Task prompt
Line by line, return the material below exactly as it reads.

Entries provided
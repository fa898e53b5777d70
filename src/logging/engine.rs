//! Periodic flush engine
//!
//! A background task that flushes the sink on a fixed interval until it is
//! told to stop. The stop signal is only observed between ticks, so a flush
//! that has started always runs to completion.

use std::sync::Weak;
use std::time::Duration;

use tokio::sync::oneshot;
use tokio::task::JoinHandle;
use tokio::time::{Instant, MissedTickBehavior};
use tracing::{debug, error, info};

use super::sink::LogSink;

/// Handle to the running flush task
#[derive(Debug)]
pub struct EngineHandle {
    shutdown_tx: oneshot::Sender<()>,
    task: JoinHandle<()>,
}

impl EngineHandle {
    /// Check if the task has exited
    pub fn is_finished(&self) -> bool {
        self.task.is_finished()
    }

    /// Signal the task to stop and wait for it to exit
    pub async fn stop(self) {
        // Ignore error if the task already exited
        let _ = self.shutdown_tx.send(());

        match self.task.await {
            Ok(()) => {}
            Err(e) if e.is_cancelled() => {}
            Err(e) => error!("Flush engine terminated abnormally: {}", e),
        }
    }
}

/// Spawn the flush loop for `sink`.
///
/// The task only holds a weak reference, so it never keeps a dropped sink
/// alive. Must be called from within a Tokio runtime.
pub fn spawn(sink: Weak<LogSink>, interval: Duration) -> EngineHandle {
    let (shutdown_tx, shutdown_rx) = oneshot::channel();
    let task = tokio::spawn(run(sink, interval, shutdown_rx));
    EngineHandle { shutdown_tx, task }
}

async fn run(sink: Weak<LogSink>, interval: Duration, mut shutdown_rx: oneshot::Receiver<()>) {
    // First tick one full interval after start
    let mut ticker = tokio::time::interval_at(Instant::now() + interval, interval);
    ticker.set_missed_tick_behavior(MissedTickBehavior::Delay);

    info!(interval_ms = interval.as_millis() as u64, "Flush engine started");

    loop {
        tokio::select! {
            biased;
            _ = &mut shutdown_rx => break,
            _ = ticker.tick() => {
                let Some(sink) = sink.upgrade() else {
                    debug!("Log sink dropped, stopping flush engine");
                    break;
                };
                match sink.flush().await {
                    Ok(0) => {}
                    Ok(written) => debug!(written, "Scheduled flush complete"),
                    // Reported on the console only; the batch is back in the queue
                    Err(e) => error!(pending = sink.pending(), "Scheduled flush failed: {}", e),
                }
            }
        }
    }

    info!("Flush engine stopped");
}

Finished task
repository fa898e53b5777d70
filename src/logging/engine.rs
//! Periodic flush engine
//!
//! A background task that flushes the sink on a fixed interval until it is
//! told to stop. The stop signal is only observed between ticks, so a flush
//! that has started always runs to completion.

use std::sync::Weak;
use std::time::Duration;

use tokio::sync::oneshot;
use tokio::task::JoinHandle;
use tokio::time::{Instant, MissedTickBehavior};
use tracing::{debug, error, info};

use super::sink::LogSink;

/// Handle to the running flush task
#[derive(Debug)]
pub struct EngineHandle {
    shutdown_tx: oneshot::Sender<()>,
    task: JoinHandle<()>,
}

impl EngineHandle {
    /// Check if the task has exited
    pub fn is_finished(&self) -> bool {
        self.task.is_finished()
    }

    /// Signal the task to stop and wait for it to exit
    pub async fn stop(self) {
        // Ignore error if the task already exited
        let _ = self.shutdown_tx.send(());

        match self.task.await {
            Ok(()) => {}
            Err(e) if e.is_cancelled() => {}
            Err(e) => error!("Flush engine terminated abnormally: {}", e),
        }
    }
}

/// Spawn the flush loop for `sink`.
///
/// The task only holds a weak reference, so it never keeps a dropped sink
/// alive. Must be called from within a Tokio runtime.
pub fn spawn(sink: Weak<LogSink>, interval: Duration) -> EngineHandle {
    let (shutdown_tx, shutdown_rx) = oneshot::channel();
    let task = tokio::spawn(run(sink, interval, shutdown_rx));
    EngineHandle { shutdown_tx, task }
}

async fn run(sink: Weak<LogSink>, interval: Duration, mut shutdown_rx: oneshot::Receiver<()>) {
    // First tick one full interval after start
    let mut ticker = tokio::time::interval_at(Instant::now() + interval, interval);
    ticker.set_missed_tick_behavior(MissedTickBehavior::Delay);

    info!(interval_ms = interval.as_millis() as u64, "Flush engine started");

    loop {
        tokio::select! {
            biased;
            _ = &mut shutdown_rx => break,
            _ = ticker.tick() => {
                let Some(sink) = sink.upgrade() else {
                    debug!("Log sink dropped, stopping flush engine");
                    break;
                };
                match sink.flush().await {
                    Ok(0) => {}
                    Ok(written) => debug!(written, "Scheduled flush complete"),
                    // Reported on the console only; the batch is back in the queue
                    Err(e) => error!(pending = sink.pending(), "Scheduled flush failed: {}", e),
                }
            }
        }
    }

    info!("Flush engine stopped");
}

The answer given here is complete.